Duopoli ini sempat menjadi monopoli, setelah Rangers didegradasi ke divisi tiga. Alhasil, Celtic mampu mendominasi liga sendirian, dengan menjuarai Liga Skotlandia secara beruntun, antara musim 2011/2012, hingga musim 2015/2016. Promosinya Rangers, dari divisi dua, akhir musim 2015/2016, disambung performa bagus mereka musim ini, mampu mengembalikan Gers ke dua besar  klasemen. Tapi, Celtic tetap sulit dikejar. Sampai jeda musim dingin, Celtic mampu mencatat 19 kemenangan, dan 1 kali imbang, dari 20 laga yang sudah dijalani. Nilai Celtic (58), sangat jauh dibanding nilai mereka (39).
Secara materi, kualitas kedua tim jauh berbeda, perbedaannya terdapat pada materi lini serang tim, dan sosok pelatih. Celtic mempunyai sosok pencetak gol andal, dalam sosok Moussa Dembele (Prancis, eks pemain Fulham), di posisi gelandang serang, mereka punya Scott Sinclair (Inggris, eks Manchester City), dan Patrick Roberts (Inggris, dipinjam dari Manchester City), di posisi bek, The Bhoys mempunyai Kolo Toure (Pantai Gading, eks Arsenal dan Liverpool), sebagai komandan. Ditambah lagi, sejak Mei 2016 Celtic dilatih Brendan Rodgers (Irlandia Utara, eks pelatih Liverpool).

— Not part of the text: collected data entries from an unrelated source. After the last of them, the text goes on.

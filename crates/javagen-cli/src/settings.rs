//! Configuration loading for the CLI

use anyhow::{Context, Result};
use javagen::GeneratorConfig;
use std::path::{Path, PathBuf};

/// Name of the configuration file looked for in the project directory.
pub const CONFIG_FILE_NAME: &str = "javagen.toml";

/// Command-line values that take precedence over the configuration file.
#[derive(Debug, Clone, Default)]
pub struct Overrides {
    pub message_files: Vec<PathBuf>,
    pub generated_sources_directory: Option<PathBuf>,
    pub ignore_missing: bool,
    pub create_properties_file: bool,
    pub media_type_package: Option<String>,
    pub default_media_types: Option<PathBuf>,
    pub no_system_media_types: bool,
    pub media_type_files: Vec<PathBuf>,
}

impl Overrides {
    /// Apply the overrides that were given; flags only ever switch behavior on.
    pub fn apply(self, mut config: GeneratorConfig) -> GeneratorConfig {
        if !self.message_files.is_empty() {
            config.message_files = self.message_files;
        }
        if let Some(dir) = self.generated_sources_directory {
            config.generated_sources_directory = dir;
        }
        if self.ignore_missing {
            config.ignore_missing = true;
        }
        if self.create_properties_file {
            config.create_properties_file = true;
        }
        if self.media_type_package.is_some() {
            config.media_type_package = self.media_type_package;
        }
        if self.default_media_types.is_some() {
            config.default_media_types = self.default_media_types;
        }
        if self.no_system_media_types {
            config.include_system_media_types = false;
        }
        if !self.media_type_files.is_empty() {
            config.media_type_files = self.media_type_files;
        }

        config
    }
}

/// The project directory, defaulting to the current directory.
pub fn project_dir(arg: Option<PathBuf>) -> Result<PathBuf> {
    match arg {
        Some(dir) => Ok(dir),
        None => std::env::current_dir().context("Failed to determine the current directory"),
    }
}

/// Load, override, resolve, and validate the configuration.
///
/// An explicit `config_path` must exist; otherwise `javagen.toml` in the project
/// directory is used when present, and built-in defaults when not.
pub fn load(
    project_dir: &Path,
    config_path: Option<&Path>,
    overrides: Overrides,
) -> Result<GeneratorConfig> {
    let config = match config_path {
        Some(path) => GeneratorConfig::from_file(path)
            .with_context(|| format!("Failed to load configuration: {path:?}"))?,
        None => {
            let default_path = project_dir.join(CONFIG_FILE_NAME);
            if default_path.is_file() {
                GeneratorConfig::from_file(&default_path)
                    .with_context(|| format!("Failed to load configuration: {default_path:?}"))?
            } else {
                GeneratorConfig::new()
            }
        }
    };

    let config = overrides.apply(config).resolve(project_dir);
    config.validate().context("Invalid configuration")?;

    Ok(config)
}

Sedangkan, Rangers hanya bagus di lini tengah, dan belakang, tanpa adanya sosok pencetak gol andal di depan, dengan Niko Kramjcar (Kroasia, eks Tottenham Hotspur), dan Phillipe Senderos (Swiss, eks Arsenal), sebagai personel utama. Selebihnya, materi tim Rangers diisi pemain asal Inggris, dan Skotlandia, dengan Mark Warburton (Inggris, eks pelatih Brentford, klub divisi dua Liga Inggris) sebagai pelatih.
Meski sangat dominan, dominasi mereka tak pernah memberi dampak signifikan, untuk timnas Skotlandia. Karena keduanya rutin menjadikan pemain asing, sebagai pilar utama tim. Akibatnya, timnas Skotlandia belakangan sulit lolos ke turnamen antarnegara. Fase grup Piala Dunia 1998, menjadi penampilan terakhir The Tartan Army di turnamen besar sejauh ini.
Apa yang terjadi di Liga Skotlandia, mencerminkan, terlalu dominannya satu-dua tim, dalam sebuah kompetisi, bisa memberikan dampak buruk untuk kompetisi tersebut, karena tidak seimbangnya level kemampuan antarpeserta. Bagi sebuah tim nasional, pola dominasi liga semacam ini akan merugikan, jika yang rutin menjadi pilar utama tim tersebut, adalah pemain asing, bukan pemain lokal.